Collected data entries
*** Block opens ***

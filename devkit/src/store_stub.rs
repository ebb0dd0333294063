/*!
Store muet

Simule un serveur NATS joignable mais qui ne répond plus : chaque opération
échoue en `Timeout` après `stall`, comme le ferait NatsStore une fois son
délai d'opération écoulé.
*/

use async_trait::async_trait;
use grid_kernel::error::{GridError, GridResult};
use grid_kernel::store::CacheStore;
use std::sync::atomic::{AtomicUsize, Ordering};
use std::time::Duration;

pub struct StalledStore {
    stall: Duration,
    attempts: AtomicUsize,
}

impl StalledStore {
    pub fn new(stall: Duration) -> Self {
        Self { stall, attempts: AtomicUsize::new(0) }
    }

    /// Opérations tentées (lectures et écritures)
    pub fn attempts(&self) -> usize {
        self.attempts.load(Ordering::SeqCst)
    }

    async fn stalled<T>(&self, what: &str) -> GridResult<T> {
        self.attempts.fetch_add(1, Ordering::SeqCst);
        tokio::time::sleep(self.stall).await;
        Err(GridError::Timeout(format!("stalled {what} after {:?}", self.stall)))
    }
}

#[async_trait]
impl CacheStore for StalledStore {
    async fn put(&self, bucket: &str, _key: &str, _value: Vec<u8>) -> GridResult<()> {
        self.stalled(&format!("put {bucket}")).await
    }

    async fn get(&self, bucket: &str, _key: &str) -> GridResult<Vec<u8>> {
        self.stalled(&format!("get {bucket}")).await
    }

    async fn list_keys(&self, bucket: &str) -> GridResult<Vec<String>> {
        self.stalled(&format!("keys {bucket}")).await
    }

    async fn close(&self) {}

    fn backend_name(&self) -> &'static str {
        "stalled"
    }
}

*** Block closes ***

> [INSTRUCTIONS FOR THE TASK]
Print each record word for word.

> [WRITTEN ANSWER]
filename devkit/src/store_stub.rs
repository ebb0dd0333294063
/*!
Store muet

Simule un serveur NATS joignable mais qui ne répond plus : chaque opération
échoue en `Timeout` après `stall`, comme le ferait NatsStore une fois son
délai d'opération écoulé.
*/

use async_trait::async_trait;
use grid_kernel::error::{GridError, GridResult};
use grid_kernel::store::CacheStore;
use std::sync::atomic::{AtomicUsize, Ordering};
use std::time::Duration;

pub struct StalledStore {
    stall: Duration,
    attempts: AtomicUsize,
}

impl StalledStore {
    pub fn new(stall: Duration) -> Self {
        Self { stall, attempts: AtomicUsize::new(0) }
    }

    /// Opérations tentées (lectures et écritures)
    pub fn attempts(&self) -> usize {
        self.attempts.load(Ordering::SeqCst)
    }

    async fn stalled<T>(&self, what: &str) -> GridResult<T> {
        self.attempts.fetch_add(1, Ordering::SeqCst);
        tokio::time::sleep(self.stall).await;
        Err(GridError::Timeout(format!("stalled {what} after {:?}", self.stall)))
    }
}

#[async_trait]
impl CacheStore for StalledStore {
    async fn put(&self, bucket: &str, _key: &str, _value: Vec<u8>) -> GridResult<()> {
        self.stalled(&format!("put {bucket}")).await
    }

    async fn get(&self, bucket: &str, _key: &str) -> GridResult<Vec<u8>> {
        self.stalled(&format!("get {bucket}")).await
    }

    async fn list_keys(&self, bucket: &str) -> GridResult<Vec<String>> {
        self.stalled(&format!("keys {bucket}")).await
    }

    async fn close(&self) {}

    fn backend_name(&self) -> &'static str {
        "stalled"
    }
}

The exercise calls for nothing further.